If you can't clearly explain why Transaction is the core, you're designing by guessing — not by modeling the domain.

Why not a Book.available flag?

  • Derived state: availability is a result of active Transactions, not an independent truth.
  • Race and failure conditions: toggling a flag during checkout/return can leave the system inconsistent if the process fails mid-way.
  • No history: flags don't tell you who had the book previously or when it was returned.
  • Complex queries become harder: answering "which member currently has book X?" is direct with Transactions but requires joins/extra bookkeeping with flags.

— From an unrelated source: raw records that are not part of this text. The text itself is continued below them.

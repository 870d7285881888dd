//! Letter grades and their quality-point values

use serde::{Deserialize, Serialize};
use std::error::Error;
use std::fmt;
use std::str::FromStr;

/// A recognized transcript grade.
///
/// Variants are declared best-first, so the derived ordering sorts
/// distributions from `A+` down to `F`, followed by the non-GPA grades.
#[derive(Debug, Clone, Copy, PartialEq, Eq, PartialOrd, Ord, Hash, Serialize, Deserialize)]
pub enum Grade {
    /// A+
    #[serde(rename = "A+")]
    APlus,
    /// A
    A,
    /// A-
    #[serde(rename = "A-")]
    AMinus,
    /// B+
    #[serde(rename = "B+")]
    BPlus,
    /// B
    B,
    /// B-
    #[serde(rename = "B-")]
    BMinus,
    /// C+
    #[serde(rename = "C+")]
    CPlus,
    /// C
    C,
    /// C-
    #[serde(rename = "C-")]
    CMinus,
    /// D+
    #[serde(rename = "D+")]
    DPlus,
    /// D
    D,
    /// D-
    #[serde(rename = "D-")]
    DMinus,
    /// F
    F,
    /// Pass (credit without GPA impact)
    #[serde(rename = "P")]
    Pass,
    /// Withdrawn
    #[serde(rename = "W")]
    Withdrawn,
    /// In progress
    #[serde(rename = "IP")]
    InProgress,
}

impl Grade {
    /// Every recognized grade, best first.
    pub const ALL: [Self; 16] = [
        Self::APlus,
        Self::A,
        Self::AMinus,
        Self::BPlus,
        Self::B,
        Self::BMinus,
        Self::CPlus,
        Self::C,
        Self::CMinus,
        Self::DPlus,
        Self::D,
        Self::DMinus,
        Self::F,
        Self::Pass,
        Self::Withdrawn,
        Self::InProgress,
    ];

    /// Quality points on the 4.0 scale, or `None` for grades with no GPA impact.
    #[must_use]
    pub const fn points(self) -> Option<f64> {
        match self {
            Self::APlus | Self::A => Some(4.0),
            Self::AMinus => Some(3.7),
            Self::BPlus => Some(3.3),
            Self::B => Some(3.0),
            Self::BMinus => Some(2.7),
            Self::CPlus => Some(2.3),
            Self::C => Some(2.0),
            Self::CMinus => Some(1.7),
            Self::DPlus => Some(1.3),
            Self::D => Some(1.0),
            Self::DMinus => Some(0.7),
            Self::F => Some(0.0),
            Self::Pass | Self::Withdrawn | Self::InProgress => None,
        }
    }

    /// Whether the grade carries quality points.
    #[must_use]
    pub const fn is_gpa_affecting(self) -> bool {
        self.points().is_some()
    }

    /// Transcript symbol (e.g., "B+").
    #[must_use]
    pub const fn symbol(self) -> &'static str {
        match self {
            Self::APlus => "A+",
            Self::A => "A",
            Self::AMinus => "A-",
            Self::BPlus => "B+",
            Self::B => "B",
            Self::BMinus => "B-",
            Self::CPlus => "C+",
            Self::C => "C",
            Self::CMinus => "C-",
            Self::DPlus => "D+",
            Self::D => "D",
            Self::DMinus => "D-",
            Self::F => "F",
            Self::Pass => "P",
            Self::Withdrawn => "W",
            Self::InProgress => "IP",
        }
    }

    /// The plain letter this grade collapses to (`A-` becomes `A`).
    /// Non-GPA grades collapse to themselves.
    #[must_use]
    pub const fn letter(self) -> Self {
        match self {
            Self::APlus | Self::A | Self::AMinus => Self::A,
            Self::BPlus | Self::B | Self::BMinus => Self::B,
            Self::CPlus | Self::C | Self::CMinus => Self::C,
            Self::DPlus | Self::D | Self::DMinus => Self::D,
            other => other,
        }
    }
}

impl fmt::Display for Grade {
    fn fmt(&self, f: &mut fmt::Formatter<'_>) -> fmt::Result {
        f.write_str(self.symbol())
    }
}

impl FromStr for Grade {
    type Err = InvalidGradeError;

    fn from_str(s: &str) -> Result<Self, Self::Err> {
        let normalized = s.trim().to_ascii_uppercase();
        Self::ALL
            .into_iter()
            .find(|grade| grade.symbol() == normalized)
            .ok_or_else(|| InvalidGradeError {
                grade: s.to_string(),
            })
    }
}

/// An unrecognized grade symbol.
#[derive(Debug, Clone, PartialEq, Eq)]
pub struct InvalidGradeError {
    /// The symbol as it appeared in the input
    pub grade: String,
}

impl fmt::Display for InvalidGradeError {
    fn fmt(&self, f: &mut fmt::Formatter<'_>) -> fmt::Result {
        write!(f, "unrecognized grade '{}'", self.grade)
    }
}

impl Error for InvalidGradeError {}
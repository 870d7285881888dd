//! Core module: models, the aggregation engine, and everything around it

pub mod aggregate;
pub mod bundle;
pub mod cache;
pub mod config;
pub mod error;
pub mod grouping;
pub mod insights;
pub mod models;
pub mod primitives;
pub mod projection;
pub mod report;
pub mod store;
pub mod trend;

pub use aggregate::{aggregate, AnalyticsConfig, InvalidGradePolicy};
pub use bundle::AggregationBundle;
pub use error::{AnalyticsError, AnalyticsResult};

/// Returns the current version of the `acadanalytics` crate
#[must_use]
pub const fn get_version() -> &'static str {
    env!("CARGO_PKG_VERSION")
}
//! Command-line interface entry point for `acadanalytics`

mod args;
mod commands;

use academic_analytics::config::Config;
use academic_analytics::info;
use academic_analytics::logger::{enable_debug, enable_verbose, init_file_logging, set_level, Level};
use args::{Cli, Command};
use clap::Parser;
use commands::analyze::AnalyzeOptions;

fn main() {
    let args = Cli::parse();

    // Load configuration once at startup and apply CLI overrides to it
    let mut config = Config::load();
    let defaults = Config::from_defaults();
    config.apply_overrides(&args.to_config_overrides());

    // CLI flag wins over config logging.level; fall back to warn
    let mut level = args
        .log_level
        .map(Level::from)
        .or_else(|| config.logging.level.parse().ok())
        .unwrap_or(Level::Warn);

    if args.debug_flag || level == Level::Debug {
        level = Level::Debug;
        enable_debug();
    }

    let verbose = args.verbose || config.logging.verbose;
    if verbose {
        enable_verbose();
    }
    set_level(level);

    let config_log_path = (!config.logging.file.is_empty())
        .then(|| std::path::PathBuf::from(&config.logging.file));

    if let Some(log_path) = args.log_file.as_ref().or(config_log_path.as_ref()) {
        let display_path = log_path.to_string_lossy();
        if init_file_logging(log_path) {
            if verbose {
                eprintln!("✓ File logging initialized at: {display_path}");
            } else {
                info!("File logging initialized at: {display_path}");
            }
        } else {
            eprintln!("✗ Failed to initialize file logging at: {display_path}");
        }
    }

    match args.command {
        Command::Config { subcommand } => {
            commands::config::run(subcommand, &mut config, &defaults);
        }
        Command::Analyze {
            input_files,
            user,
            format,
            output,
            save,
            project,
        } => {
            let options = AnalyzeOptions {
                input_files,
                user,
                format: format.into(),
                output,
                save,
                project,
            };
            commands::analyze::run(&options, &config);
        }
        Command::Trend {
            input_file,
            points,
            project,
            method,
        } => {
            commands::trend::run(&input_file, &points, project, method.into(), &config);
        }
    }
}
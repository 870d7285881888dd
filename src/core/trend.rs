//! Alignment of the engine's period series with an external points series

use crate::core::bundle::AggregationBundle;
use crate::core::models::Period;
use crate::warn;
use serde::{Deserialize, Serialize};
use std::collections::BTreeMap;

/// One period of the points series supplied by the gamification engine
#[derive(Debug, Clone, PartialEq, Serialize, Deserialize)]
pub struct PointsTrendPoint {
    /// Period label (e.g., "Fall 2023")
    pub period: String,
    /// Points awarded in the period
    #[serde(alias = "totalPoints")]
    pub total_points: f64,
    /// Credits attempted, as the points engine counts them
    #[serde(default, alias = "attemptedCredits")]
    pub attempted_credits: f64,
    /// Credits earned, as the points engine counts them
    #[serde(default, alias = "earnedCredits")]
    pub earned_credits: f64,
}

/// One period of the combined points and academics view
#[derive(Debug, Clone, PartialEq, Serialize, Deserialize)]
pub struct CombinedTrendPoint {
    /// The period
    pub period: Period,
    /// Term GPA from the bundle
    pub gpa: Option<f64>,
    /// Earned credits from the bundle
    pub credits: Option<f64>,
    /// Points from the external series
    pub total_points: Option<f64>,
    /// Attempted credits from the external series
    pub attempted_credits: Option<f64>,
    /// Earned credits from the external series
    pub earned_credits: Option<f64>,
}

impl CombinedTrendPoint {
    const fn empty(period: Period) -> Self {
        Self {
            period,
            gpa: None,
            credits: None,
            total_points: None,
            attempted_credits: None,
            earned_credits: None,
        }
    }
}

/// Join the bundle's periods with the points series on the period key.
///
/// The result covers the union of both sides, chronologically. A side that
/// lacks a period leaves its fields `None`. Points rows whose label does not
/// parse are dropped with a warning; repeated labels are summed.
#[must_use]
pub fn align_points_trend(
    bundle: &AggregationBundle,
    points: &[PointsTrendPoint],
) -> Vec<CombinedTrendPoint> {
    let mut combined: BTreeMap<Period, CombinedTrendPoint> = BTreeMap::new();

    for entry in &bundle.gpa_by_period {
        let point = combined
            .entry(entry.period)
            .or_insert_with(|| CombinedTrendPoint::empty(entry.period));
        point.gpa = entry.gpa;
    }
    for entry in &bundle.credits_by_period {
        let point = combined
            .entry(entry.period)
            .or_insert_with(|| CombinedTrendPoint::empty(entry.period));
        point.credits = Some(entry.credits);
    }

    for row in points {
        let Ok(period) = row.period.parse::<Period>() else {
            warn!("Dropping points row with unrecognized period '{}'", row.period);
            continue;
        };
        let point = combined
            .entry(period)
            .or_insert_with(|| CombinedTrendPoint::empty(period));
        point.total_points = Some(point.total_points.unwrap_or(0.0) + row.total_points);
        point.attempted_credits =
            Some(point.attempted_credits.unwrap_or(0.0) + row.attempted_credits);
        point.earned_credits = Some(point.earned_credits.unwrap_or(0.0) + row.earned_credits);
    }

    combined.into_values().collect()
}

What a Transaction typically contains

  • transactionId
  • bookId (or Book reference)
  • memberId (or Member reference)
  • borrowDate
  • dueDate
  • returnDate (nullable)
  • fine (computed or stored)
  • status (CHECKED_OUT, RETURNED, LOST, etc.)

Example (pseudo-code):

class Transaction {
  UUID id;
  Member member;
  Book book;
  LocalDate borrowDate;
  LocalDate dueDate;
  LocalDate returnDate; // null until returned
  Money fine;
  TransactionStatus status; // CHECKED_OUT, RETURNED, LOST
}

// Derived availability
boolean isBookAvailable(Book book) {
  return !exists(Transaction t where t.book == book && t.status == CHECKED_OUT);
}

How to explain this in an interview (quick script)

  • State the thesis: "Borrowing should be modeled as a Transaction object, not a flag on Book."
  • Explain the source-of-truth reasoning: "Availability is derived from active transactions."
  • List benefits briefly: auditability, consistent state, simpler overdue/fine logic, easier queries.
  • Optionally sketch the Transaction fields and how availability is derived.

That concise line — plus a quick example — demonstrates domain thinking and shows you understand consistency, auditability, and failure modes.

Bottom line

Treat borrowing as a first-class Transaction. It's the relationship interviewers actually test: can you model domain state correctly and reason about derived state, consistency, and failures?